Wednesday, November 17, 2021

Conversion Therapy Failure

Forensic officers at Liverpool Women's hospital
Forensic officers at Liverpool Women's hospital on Tuesday. Photograph: Peter Byrne/PA
"He first came to the cathedral in August 2015 and wanted to convert to Christianity. He took an Alpha course, which explains the Christian faith, and completed it in November of that year."
"That enabled him to come to an informed decision and he changed from Islam to Christianity and was confirmed as a Christian by at least March 2017, just before he came to live with us."
"He was destitute at that time and we took him in."
Christian volunteer Malcolm Hitchcott, Liverpool.
 
"[Searches are under way at the Rutland Avenue address and a second address in Sutcliffe Street, where al-Swealmeen previously lived, and where] significant items [had been recovered]."
"We continue to appeal for any information about this incident and now that we have released his name any information that the public may have about al-Swealmeen, no matter how small, may be of great assistance to us."
Counter Terrorism Policing North West
He had converted to Christianity, at a cathedral hard by a Liverpool maternity hospital, where he was blown to smithereens, ostensibly in a premature explosion of his own suicide-plan explosives. He had arrived in the United Kingdom from Iraq, an asylum seeker, and at age 32 decided, it would appear, that the asylum and his conversion were not really what he wanted out of life. What he wanted, it seems, was an honourable death-by-martyrdom as a jihadist through a terrorist attack on those who had taken him in.
 
The explosive device he was carrying, seated in the back of a taxi detonated outside Liverpool Women's Hospital on Remembrance Sunday. He was to have been dropped off at the hospital after the taxi picked him up at what the police now suspect was his 'bomb factory' in the Sefton area of Liverpool. Police feel it to have been more likely that his penultimate destination was the Liverpool Cathedral where he was confirmed in 2017.
 
Hundreds of people, along with military veterans and civic dignitaries had gathered for a Remembrance Sunday service at the cathedral. There is much speculation but though police have announced this to have been an act of terrorism, the motivation is not yet clear,while it might seem obvious to some. It is debatable whether he remained a 'practising' Christian, or had returned to his original Islamic faith by the time he planned his act of terrorism.

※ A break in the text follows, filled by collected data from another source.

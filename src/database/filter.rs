//! Filter trees evaluated against details records.

use std::cmp::Ordering;

use serde::{Deserialize, Serialize};

use crate::domain::{keys, Details, Value};

#[derive(Debug, Clone, PartialEq, Serialize, Deserialize)]
#[serde(tag = "op", rename_all = "camelCase")]
pub enum Filter {
    And { filters: Vec<Filter> },
    Or { filters: Vec<Filter> },
    Not { filter: Box<Filter> },
    Eq { key: String, value: Value },
    NotEq { key: String, value: Value },
    In { key: String, values: Vec<Value> },
    Empty { key: String },
    NotEmpty { key: String },
    Like { key: String, value: String },
    NotLike { key: String, value: String },
    Exists { key: String },
    Greater { key: String, value: Value },
    Less { key: String, value: Value },
}

impl Filter {
    pub fn eq(key: &str, value: impl Into<Value>) -> Self {
        Filter::Eq {
            key: key.to_string(),
            value: value.into(),
        }
    }

    pub fn not_eq(key: &str, value: impl Into<Value>) -> Self {
        Filter::NotEq {
            key: key.to_string(),
            value: value.into(),
        }
    }

    pub fn is_in<V: Into<Value>>(key: &str, values: impl IntoIterator<Item = V>) -> Self {
        Filter::In {
            key: key.to_string(),
            values: values.into_iter().map(Into::into).collect(),
        }
    }

    pub fn like(key: &str, value: &str) -> Self {
        Filter::Like {
            key: key.to_string(),
            value: value.to_string(),
        }
    }

    pub fn and(filters: Vec<Filter>) -> Self {
        Filter::And { filters }
    }

    pub fn or(filters: Vec<Filter>) -> Self {
        Filter::Or { filters }
    }

    pub fn negate(filter: Filter) -> Self {
        Filter::Not {
            filter: Box::new(filter),
        }
    }

    pub fn matches(&self, details: &Details) -> bool {
        match self {
            Filter::And { filters } => filters.iter().all(|f| f.matches(details)),
            Filter::Or { filters } => filters.iter().any(|f| f.matches(details)),
            Filter::Not { filter } => !filter.matches(details),
            Filter::Eq { key, value } => details.get(key).is_some_and(|v| value_eq(v, value)),
            Filter::NotEq { key, value } => !details.get(key).is_some_and(|v| value_eq(v, value)),
            Filter::In { key, values } => details
                .get(key)
                .is_some_and(|v| values.iter().any(|want| value_eq(v, want))),
            Filter::Empty { key } => details.get(key).map_or(true, Value::is_empty),
            Filter::NotEmpty { key } => details.get(key).is_some_and(|v| !v.is_empty()),
            Filter::Like { key, value } => details.get(key).is_some_and(|v| value_like(v, value)),
            Filter::NotLike { key, value } => !details.get(key).is_some_and(|v| value_like(v, value)),
            Filter::Exists { key } => details.contains(key),
            Filter::Greater { key, value } => details
                .get(key)
                .is_some_and(|v| comparable(v, value) && v.compare(value) == Ordering::Greater),
            Filter::Less { key, value } => details
                .get(key)
                .is_some_and(|v| comparable(v, value) && v.compare(value) == Ordering::Less),
        }
    }

    /// Values this filter pins `key` to, when every match must carry one of them.
    pub fn pinned_values(&self, key: &str) -> Option<Vec<String>> {
        match self {
            Filter::Eq { key: k, value } if k == key => Some(value.to_string_list()),
            Filter::In { key: k, values } if k == key => {
                Some(values.iter().flat_map(Value::to_string_list).collect())
            }
            Filter::And { filters } => filters.iter().find_map(|f| f.pinned_values(key)),
            _ => None,
        }
    }

    /// Space ids the filter restricts the query to, if any.
    pub fn space_ids(&self) -> Option<Vec<String>> {
        self.pinned_values(keys::SPACE_ID)
    }

    /// Whether the filter mentions `key` anywhere.
    pub fn mentions(&self, key: &str) -> bool {
        match self {
            Filter::And { filters } | Filter::Or { filters } => filters.iter().any(|f| f.mentions(key)),
            Filter::Not { filter } => filter.mentions(key),
            Filter::Eq { key: k, .. }
            | Filter::NotEq { key: k, .. }
            | Filter::In { key: k, .. }
            | Filter::Empty { key: k }
            | Filter::NotEmpty { key: k }
            | Filter::Like { key: k, .. }
            | Filter::NotLike { key: k, .. }
            | Filter::Exists { key: k }
            | Filter::Greater { key: k, .. }
            | Filter::Less { key: k, .. } => k == key,
        }
    }
}

/// List values match a scalar when they contain it.
fn value_eq(have: &Value, want: &Value) -> bool {
    match (have, want) {
        (Value::StringList(list), Value::String(s)) => list.iter().any(|x| x == s),
        (Value::Int(_) | Value::Float(_), Value::Int(_) | Value::Float(_)) => {
            have.compare(want) == Ordering::Equal
        }
        _ => have == want,
    }
}

fn value_like(have: &Value, pattern: &str) -> bool {
    let needle = pattern.to_lowercase();
    match have {
        Value::String(s) => s.to_lowercase().contains(&needle),
        Value::StringList(list) => list.iter().any(|s| s.to_lowercase().contains(&needle)),
        _ => false,
    }
}

fn comparable(a: &Value, b: &Value) -> bool {
    matches!(
        (a, b),
        (Value::Int(_) | Value::Float(_), Value::Int(_) | Value::Float(_))
            | (Value::String(_), Value::String(_))
            | (Value::Bool(_), Value::Bool(_))
    )
}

Clearly, showing up armed for a suicide attack indicates he planned to take as many lives as possible among those who had gathered for the Remembrance Day ceremony. It was  his ill fortune and a heavenly host that denied him his martyrdom plan when his explosives blew up prematurely, denying him the celebrity he obviously sought.

What his act did succeed in producing was the terror threat in the U.K. whose level was 'substantial' being raised to 'severe' indicating that another attack may be likely to occur, just weeks following the murder of a Conservative Member of Parliament in Essex, in another terrorist stabbing death. Britons, declared their prime minister would never be "cowed by terrorism".

"We will never give in to those who seek to divide us with senseless acts of violence", said Prime Minister Boris Johnson. Concern over a possible Christmas bombing campaign, warned a former counter-terror chief, could conceivably be behind raising the threat level to severe. "It is almost certainly linked to Christmas. This could be the first of several. It is hard to believe it is a one-off", the former Scotland Yard commander stated.

A security source ventured that the explosive device was likely built with the use of Triacetone triperoxide, the substance used in the Manchester Arena suicide bomb that took place in 2017. The thinking is that the man inexpertly triggered the explosion when he tried to connect the detonator to the charge.